MiXiN takes the simple median-filtering HPSS algorithm (which applies soft masks computed from harmonic and percussive magnitude estimates), replaces the STFT with an NSGT using 96 bands on the Bark frequency scale (from 0-22050Hz), and replaces the simple (but not so impressive) median filtering estimation step with trained CDAEs.

MiXiN has only been tested on my own Linux computer - if you experience any issues, or need help getting it running somewhere else, feel free to use GitHub issues to ask or suggest anything.

Install and use

To install MiXiN, use the requirements.txt file (probably with a virtualenv, your choice):

$ pip install -r ./requirements.txt

If you want to use MiXiN to separate songs, run the xtract_mixin.py script:

$ ls *.wav
mixed.wav
$ ./xtract_mixin.py ./mixed.wav
$ ls *.wav
mixed_harmonic.wav  mixed_percussive.wav  mixed_vocal.wav  mixed.wav

There are two flags that affect the quality of separation:

  • --single-model uses the original CDAE strategy of using the network output magnitude + original mix phase to invert and create the separations. The default uses all 3 models to create per-component soft masks.
  • --instrumental ignores the vocal model. Useful for instrumental metal songs; you may get slightly better outputs.

If you want to use MiXiN in your own code, take a look at xtract_mixin.py to see how it calls the mixin library.

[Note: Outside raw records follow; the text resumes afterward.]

use std::path::PathBuf;
use std::sync::mpsc::Sender as StdSender;
use std::thread::{self, sleep};
use std::time::{Duration, SystemTime};

use anyhow::Result;
use clap::Parser;
use eframe::egui;
use tokio::sync::mpsc::{Receiver as TokioReceiver, Sender as TokioSender};
use tracing::{error, info, Level};
use tracing_subscriber::FmtSubscriber;

use btecg::btle::BtleTransport;
use btecg::ecg::Sample;
use btecg::manager::MonitorManager;
use btecg::options::SensorOptions;
use btecg::signal::{GuiSignal, MonitorSignal};
use btecg::sim::SimTransport;

mod widget;

const MAX_FPS: f64 = 165.0;

/// Bluetooth ECG sensor monitor
#[derive(Parser, Debug)]
#[command(name = "btecg")]
#[command(version, about = "Stream, record and export ECG from a Bluetooth LE sensor", long_about = None)]
struct Cli {
    /// Logging verbosity level
    #[arg(short, long, default_value = "info")]
    log_level: String,

    /// Use a simulated sensor instead of the Bluetooth adapter
    #[arg(long)]
    simulate: bool,

    /// Only connect to sensors whose name starts with this
    #[arg(long)]
    name_prefix: Option<String>,

    /// Seconds to scan before giving up
    #[arg(long, default_value_t = 10)]
    scan_timeout: u64,

    /// Directory the recording is exported to
    #[arg(long, default_value = ".")]
    export_dir: PathBuf,
}

fn main() -> Result<()> {
    let cli = Cli::parse();

    let log_level = match cli.log_level.to_lowercase().as_str() {
        "trace" => Level::TRACE,
        "debug" => Level::DEBUG,
        "info" => Level::INFO,
        "warn" => Level::WARN,
        "error" => Level::ERROR,
        _ => Level::INFO,
    };
    let subscriber = FmtSubscriber::builder()
        .with_max_level(log_level)
        .with_target(true)
        .finish();
    tracing::subscriber::set_global_default(subscriber)?;

    info!("btecg v{}", env!("CARGO_PKG_VERSION"));

    let mut options =
        SensorOptions::default().with_scan_timeout(Duration::from_secs(cli.scan_timeout));
    if let Some(prefix) = cli.name_prefix {
        options = options.with_name_prefix(prefix);
    }

    let (tx, rx) = tokio::sync::mpsc::channel(128);
    let (tx_from_gui, rx_to_gui) = std::sync::mpsc::channel();

    let simulate = cli.simulate;
    let export_dir = cli.export_dir;
    let worker = thread::spawn(move || -> Result<()> {
        let runtime = tokio::runtime::Builder::new_current_thread()
            .enable_all()
            .build()?;
        runtime.block_on(run_monitor(simulate, options, export_dir, tx, rx_to_gui))
    });

    let native_options = eframe::NativeOptions::default();
    eframe::run_native(
        "btecg",
        native_options,
        Box::new(|cc| Ok(Box::new(MyApp::new(cc, rx, tx_from_gui)))),
    )
    .map_err(|err| anyhow::anyhow!("{err}"))?;

    match worker.join() {
        Ok(result) => result,
        Err(_) => anyhow::bail!("monitor thread panicked"),
    }
}

async fn run_monitor(
    simulate: bool,
    options: SensorOptions,
    export_dir: PathBuf,
    tx: TokioSender<MonitorSignal>,
    rx_to_gui: std::sync::mpsc::Receiver<GuiSignal>,
) -> Result<()> {
    if simulate {
        info!("using a simulated sensor");
        let transport = SimTransport::demo();
        let mut manager = MonitorManager::new(transport, options, export_dir, tx, rx_to_gui);
        return manager.run().await;
    }

    let transport = match BtleTransport::new().await {
        Ok(transport) => transport,
        Err(err) => {
            error!("Bluetooth is not available: {err}");
            let _ = tx.send(MonitorSignal::Error(err.to_string())).await;
            return Err(err.into());
        }
    };
    let mut manager = MonitorManager::new(transport, options, export_dir, tx, rx_to_gui);
    manager.run().await
}

struct Status {
    message: String,
    is_error: bool,
}

struct MyApp {
    rx_from_monitor: TokioReceiver<MonitorSignal>,
    tx_from_gui: StdSender<GuiSignal>,
    frame_time: Duration,
    device: Option<Option<String>>,
    interval: Option<u16>,
    interval_input: String,
    streaming: bool,
    latest: Option<Sample>,
    sample_count: usize,
    recording: bool,
    recorded_samples: usize,
    recorded_duration: i64,
    status: Option<Status>,
}

impl MyApp {
    fn new(
        _cc: &eframe::CreationContext<'_>,
        rx_from_monitor: TokioReceiver<MonitorSignal>,
        tx_from_gui: StdSender<GuiSignal>,
    ) -> Self {
        MyApp {
            rx_from_monitor,
            tx_from_gui,
            frame_time: Duration::from_secs_f64(1.0 / MAX_FPS),
            device: None,
            interval: None,
            interval_input: String::new(),
            streaming: false,
            latest: None,
            sample_count: 0,
            recording: false,
            recorded_samples: 0,
            recorded_duration: 0,
            status: None,
        }
    }

    fn read_channel(&mut self) {
        while let Ok(signal) = self.rx_from_monitor.try_recv() {
            match signal {
                MonitorSignal::Connected { name } => {
                    let label = name.clone().unwrap_or("unknown sensor".to_string());
                    self.set_status(format!("Connected to sensor \"{label}\""), false);
                    self.device = Some(name);
                    self.sample_count = 0;
                    self.latest = None;
                }
                MonitorSignal::Disconnected => {
                    self.set_status("Disconnected from sensor".to_string(), false);
                    self.device = None;
                    self.interval = None;
                    self.streaming = false;
                    self.recording = false;
                }
                MonitorSignal::Interval(interval) => {
                    self.interval = interval;
                    if let Some(interval) = interval {
                        self.interval_input = interval.to_string();
                    }
                }
                MonitorSignal::Streaming(streaming) => {
                    let message = if streaming { "ECG started" } else { "ECG stopped" };
                    self.set_status(message.to_string(), false);
                    self.streaming = streaming;
                }
                MonitorSignal::Samples(samples) => {
                    self.sample_count += samples.len();
                    self.latest = samples.last().copied().or(self.latest);
                }
                MonitorSignal::Recording {
                    active,
                    samples,
                    duration,
                } => {
                    self.recording = active;
                    self.recorded_samples = samples;
                    self.recorded_duration = duration;
                }
                MonitorSignal::Exported(path) => {
                    self.set_status(format!("Recording saved to {}", path.display()), false)
                }
                MonitorSignal::Error(message) => self.set_status(message, true),
            }
        }
    }

    fn set_status(&mut self, message: String, is_error: bool) {
        self.status = Some(Status { message, is_error });
    }

    fn send(&self, signal: GuiSignal) {
        let _unused_res = self.tx_from_gui.send(signal);
    }
}

impl eframe::App for MyApp {
    fn update(&mut self, ctx: &egui::Context, _frame: &mut eframe::Frame) {
        let now = SystemTime::now();

        self.read_channel();

        let mut outgoing = vec![];
        let central_panel = egui::CentralPanel::default();
        central_panel.show(ctx, |ui| {
            ui.add(widget::get_ecg_value_label(self.latest.map(|s| s.value)));

            match &self.device {
                Some(name) => {
                    let name = name.as_deref().unwrap_or("unknown sensor");
                    ui.horizontal(|ui| {
                        ui.add(widget::get_active_device_frame(name));
                        if ui.add(widget::get_disconnect_device_button()).clicked() {
                            outgoing.push(GuiSignal::Disconnect);
                        }
                    });
                }
                None => {
                    if ui.add(widget::get_control_button("Connect sensor")).clicked() {
                        outgoing.push(GuiSignal::Connect);
                    }
                }
            }

            if self.device.is_some() {
                ui.horizontal(|ui| {
                    let interval = self
                        .interval
                        .map(|i| format!("{i} ms"))
                        .unwrap_or("unknown".to_string());
                    ui.label(format!("Interval: {interval}"));
                    ui.text_edit_singleline(&mut self.interval_input);
                    if ui.add(widget::get_control_button("Set")).clicked() {
                        outgoing.push(GuiSignal::SetInterval(self.interval_input.clone()));
                    }
                });

                ui.horizontal(|ui| {
                    let (text, signal) = if self.streaming {
                        ("Stop ECG", GuiSignal::StopStreaming)
                    } else {
                        ("Start ECG", GuiSignal::StartStreaming)
                    };
                    if ui.add(widget::get_control_button(text)).clicked() {
                        outgoing.push(signal);
                    }

                    let (text, signal) = if self.recording {
                        ("Stop recording", GuiSignal::StopRecording)
                    } else {
                        ("Record", GuiSignal::StartRecording)
                    };
                    if ui.add(widget::get_control_button(text)).clicked() {
                        outgoing.push(signal);
                    }

                    if ui.add(widget::get_control_button("Export")).clicked() {
                        outgoing.push(GuiSignal::Export);
                    }
                });

                ui.label(format!("Samples received: {}", self.sample_count));
                ui.label(format!(
                    "Recorded: {} samples, {} ms",
                    self.recorded_samples, self.recorded_duration
                ));
            }

            if let Some(status) = &self.status {
                ui.add(widget::get_status_label(&status.message, status.is_error));
            }
        });

        for signal in outgoing {
            self.send(signal);
        }

        let elapsed = now.elapsed().unwrap_or(Duration::from_micros(300));

        ctx.request_repaint();
        if elapsed < self.frame_time {
            sleep(self.frame_time - elapsed);
        }
    }
}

You'll know the pretrained models are loaded correctly if you see 3 different sets of Keras layers printed:

Loading models from:
        /home/sevagh/repos/MiXiN/./pretrained-models/model_harmonic.h5
        /home/sevagh/repos/MiXiN/./pretrained-models/model_percussive.h5
        /home/sevagh/repos/MiXiN/./pretrained-models/model_vocal.h5
...

Model: "sequential"
_________________________________________________________________
Layer (type)                 Output Shape              Param #
=================================================================
conv2d (Conv2D)              (None, 96, 1948, 12)      120
...

_________________________________________________________________
Model: "sequential_1"
_________________________________________________________________
Layer (type)                 Output Shape              Param #
=================================================================
conv2d_8 (Conv2D)            (None, 96, 1948, 12)      120
_________________________________________________________________
...

_________________________________________________________________
Model: "sequential_2"
_________________________________________________________________
Layer (type)                 Output Shape              Param #
=================================================================
conv2d_16 (Conv2D)           (None, 96, 1948, 12)      120
...
cropping2d_2 (Cropping2D)    (None, 96, 1948, 1)       0
=================================================================
Total params: 37,005
Trainable params: 37,005
Non-trainable params: 0
...
Writing harmonic and percussive audio files
Writing vocal audio files
Done

Architecture

MiXiN uses 3 CDAEs, each trained on separate harmonic, vocal, and percussive components.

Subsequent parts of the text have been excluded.